(Dataset entries)
━━━━━━

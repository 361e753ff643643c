//! Tuple & Chunk Abstraction
//!
//! Row- and column-oriented views over the values an operator pipeline
//! passes between stages.
//!
//! ```text
//!   TableScan --(Tuple)--> Predicate --(Tuple)--> Project --(Tuple)--> caller
//!       |
//!       +--(Chunk)--> TableScanVec --(Chunk)--> ProjectVec --(Chunk)--> caller
//! ```
//!
//! [`Tuple`] is a small closed set of representations rather than a
//! trait object: a `RowTuple` views a scanned record, a `ValueListTuple`
//! holds a fully materialized row (an `INSERT` literal, say), a
//! `CompositeTuple` concatenates the two sides of a join, an
//! `ExpressionTuple` is the result of evaluating a projection list, and
//! a `SplicedTuple` is a cheaply-clonable view into column-major storage
//! used while sorting. A closed enum means every operator can match
//! exhaustively instead of downcasting a trait object, at the cost of
//! the enum knowing about all five shapes up front - the same tradeoff
//! the tagged `Expression` tree makes (see [`crate::expr`]).

pub mod chunk;

use crate::error::{Error, Result};
use crate::storage::{Field, Record, Table};
use crate::value::Value;
use std::rc::Rc;

pub use chunk::{Chunk, Column, ColumnData};

/// Identifies a desired cell by table + field name, the way a bound
/// `FieldExpr` names the cell it wants out of whatever tuple it is
/// evaluated against.
#[derive(Debug, Clone, PartialEq, Eq, Hash)]
pub struct TupleCellSpec {
    pub table_name: Option<String>,
    pub field_name: String,
}

impl TupleCellSpec {
    pub fn new(table_name: impl Into<String>, field_name: impl Into<String>) -> Self {
        TupleCellSpec { table_name: Some(table_name.into()), field_name: field_name.into() }
    }

    pub fn unqualified(field_name: impl Into<String>) -> Self {
        TupleCellSpec { table_name: None, field_name: field_name.into() }
    }

    fn matches(&self, table_name: &str, field_name: &str) -> bool {
        if let Some(t) = &self.table_name {
            if t != table_name {
                return false;
            }
        }
        self.field_name == field_name
    }
}

/// A view over a scanned record: decoded column values paired with the
/// field metadata that named them.
#[derive(Debug, Clone)]
pub struct RowTuple {
    pub values: Vec<Value>,
    pub fields: Vec<Field>,
    pub record: Record,
}

impl RowTuple {
    pub fn new(table_name: &str, table: &dyn Table, record: Record) -> Self {
        let meta = table.table_meta();
        let values = crate::storage::decode_record(meta, &record, table);
        let fields = meta
            .fields
            .iter()
            .filter(|f| !f.system)
            .map(|f| Field::new(table_name, f.clone()))
            .collect();
        RowTuple { values, fields, record }
    }
}

/// A fully materialized row with optional per-cell naming (used for
/// `INSERT ... VALUES` literals and as the bridge between the binder's
/// constant-folded expressions and the operator pipeline).
#[derive(Debug, Clone)]
pub struct ValueListTuple {
    pub values: Vec<Value>,
    pub specs: Vec<Option<TupleCellSpec>>,
}

impl ValueListTuple {
    pub fn new(values: Vec<Value>) -> Self {
        let specs = vec![None; values.len()];
        ValueListTuple { values, specs }
    }

    pub fn named(values: Vec<Value>, specs: Vec<Option<TupleCellSpec>>) -> Self {
        assert_eq!(values.len(), specs.len());
        ValueListTuple { values, specs }
    }
}

/// Concatenation of a left and right tuple, as produced by a join: cell
/// `i` comes from the left side while `i < left.cell_num()`, otherwise
/// from the right side at `i - left.cell_num()`.
#[derive(Debug, Clone)]
pub struct CompositeTuple {
    pub left: Box<Tuple>,
    pub right: Box<Tuple>,
}

/// The result of evaluating a named list of expressions against some
/// input tuple - what a `Project` operator hands downstream.
#[derive(Debug, Clone)]
pub struct ExpressionTuple {
    pub values: Vec<Value>,
    pub names: Vec<String>,
}

/// A cheap view into column-major storage: many `SplicedTuple`s can
/// share the same `Rc<Vec<Vec<Value>>>` while differing only in which
/// row they point at, which is what lets `OrderBy` reorder a batch by
/// permuting row indices instead of cloning whole rows.
#[derive(Debug, Clone)]
pub struct SplicedTuple {
    pub columns: Rc<Vec<Vec<Value>>>,
    pub row: usize,
}

/// The abstract cursor every physical operator passes downstream.
#[derive(Debug, Clone)]
pub enum Tuple {
    Row(RowTuple),
    ValueList(ValueListTuple),
    Composite(CompositeTuple),
    Expression(ExpressionTuple),
    Spliced(SplicedTuple),
    /// The empty tuple: used where an expression must be evaluated
    /// outside of any row context (e.g. a non-correlated subquery fed to
    /// `UpdatePhysicalOperator::find_target_columns`).
    Empty,
}

impl Tuple {
    pub fn cell_num(&self) -> usize {
        match self {
            Tuple::Row(t) => t.values.len(),
            Tuple::ValueList(t) => t.values.len(),
            Tuple::Composite(t) => t.left.cell_num() + t.right.cell_num(),
            Tuple::Expression(t) => t.values.len(),
            Tuple::Spliced(t) => t.columns.len(),
            Tuple::Empty => 0,
        }
    }

    pub fn cell_at(&self, index: usize) -> Result<Value> {
        match self {
            Tuple::Row(t) => t.values.get(index).cloned().ok_or(Error::RecordInvalidKey),
            Tuple::ValueList(t) => t.values.get(index).cloned().ok_or(Error::RecordInvalidKey),
            Tuple::Composite(t) => {
                let left_n = t.left.cell_num();
                if index < left_n {
                    t.left.cell_at(index)
                } else {
                    t.right.cell_at(index - left_n)
                }
            }
            Tuple::Expression(t) => t.values.get(index).cloned().ok_or(Error::RecordInvalidKey),
            Tuple::Spliced(t) => t
                .columns
                .get(index)
                .and_then(|col| col.get(t.row))
                .cloned()
                .ok_or(Error::RecordInvalidKey),
            Tuple::Empty => Err(Error::RecordInvalidKey),
        }
    }

    /// Public entry point for callers outside this module that need a
    /// cell's originating column (`OrderBy` preserving column names
    /// through a sort, for instance) without reaching for `find_cell`'s
    /// linear search.
    pub fn spec_at_pub(&self, index: usize) -> Option<TupleCellSpec> {
        self.spec_at(index)
    }

    fn spec_at(&self, index: usize) -> Option<TupleCellSpec> {
        match self {
            Tuple::Row(t) => t
                .fields
                .get(index)
                .map(|f| TupleCellSpec::new(f.table_name.clone(), f.field_name().to_string())),
            Tuple::ValueList(t) => t.specs.get(index).cloned().flatten(),
            Tuple::Composite(t) => {
                let left_n = t.left.cell_num();
                if index < left_n {
                    t.left.spec_at(index)
                } else {
                    t.right.spec_at(index - left_n)
                }
            }
            Tuple::Expression(t) => t.names.get(index).map(|n| TupleCellSpec::unqualified(n.clone())),
            Tuple::Spliced(_) => None,
            Tuple::Empty => None,
        }
    }

    /// Finds the value of the cell named by `spec`, optionally using and
    /// updating `cached_index` so repeat lookups (the common case: a
    /// `FieldExpr` evaluated once per row of a long scan) skip the
    /// linear search after the first hit.
    pub fn find_cell(&self, spec: &TupleCellSpec, cached_index: &mut Option<usize>) -> Result<Value> {
        if let Some(idx) = cached_index {
            if self.spec_at(*idx).as_ref().is_some_and(|found| Self::spec_matches(spec, found)) {
                return self.cell_at(*idx);
            }
        }
        for i in 0..self.cell_num() {
            if let Some(found) = self.spec_at(i) {
                if Self::spec_matches(spec, &found) {
                    *cached_index = Some(i);
                    return self.cell_at(i);
                }
            }
        }
        Err(Error::SchemaFieldMissing(spec.field_name.clone()))
    }

    /// `spec` (what the caller wants) matches `candidate` (a concrete
    /// cell name from `spec_at`) when the field names agree and, if
    /// `spec` names a table, the candidate's table agrees too -
    /// unqualified lookups (`spec.table_name == None`) match any table.
    fn spec_matches(spec: &TupleCellSpec, candidate: &TupleCellSpec) -> bool {
        if spec.field_name != candidate.field_name {
            return false;
        }
        match (&spec.table_name, &candidate.table_name) {
            (Some(want), Some(have)) => want == have,
            _ => true,
        }
    }
}

#[cfg(test)]
mod tests {
    use super::*;
    use crate::value::AttrType;

    #[test]
    fn composite_tuple_concatenates_cells() {
        let left = Tuple::ValueList(ValueListTuple::new(vec![Value::Int(1), Value::Int(2)]));
        let right = Tuple::ValueList(ValueListTuple::new(vec![Value::Int(3)]));
        let composite = Tuple::Composite(CompositeTuple { left: Box::new(left), right: Box::new(right) });
        assert_eq!(composite.cell_num(), 3);
        assert_eq!(composite.cell_at(2).unwrap(), Value::Int(3));
    }

    #[test]
    fn find_cell_caches_index() {
        let specs = vec![Some(TupleCellSpec::unqualified("a")), Some(TupleCellSpec::unqualified("b"))];
        let tuple = Tuple::ValueList(ValueListTuple::named(vec![Value::Int(1), Value::Int(2)], specs));
        let mut cache = None;
        assert_eq!(tuple.find_cell(&TupleCellSpec::unqualified("b"), &mut cache).unwrap(), Value::Int(2));
        assert_eq!(cache, Some(1));
        assert_eq!(tuple.find_cell(&TupleCellSpec::unqualified("b"), &mut cache).unwrap(), Value::Int(2));
    }

    #[test]
    fn row_tuple_from_record() {
        let table = crate::storage::memory::MemoryTable::new("t", vec![("a", AttrType::Int, 4)]);
        let record = Record::new(crate::storage::RowId { page_num: 0, slot_num: 0 }, vec![7, 0, 0, 0, 0]);
        let tuple = RowTuple::new("t", &table, record);
        assert_eq!(tuple.values, vec![Value::Int(7)]);
    }
}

━━━━━━

- [Goal of the exercise]
Single out each line of the records above with the string "linear" in it, and copy it.

- [Answer to this exercise]
    /// linear search.
    /// linear search after the first hit.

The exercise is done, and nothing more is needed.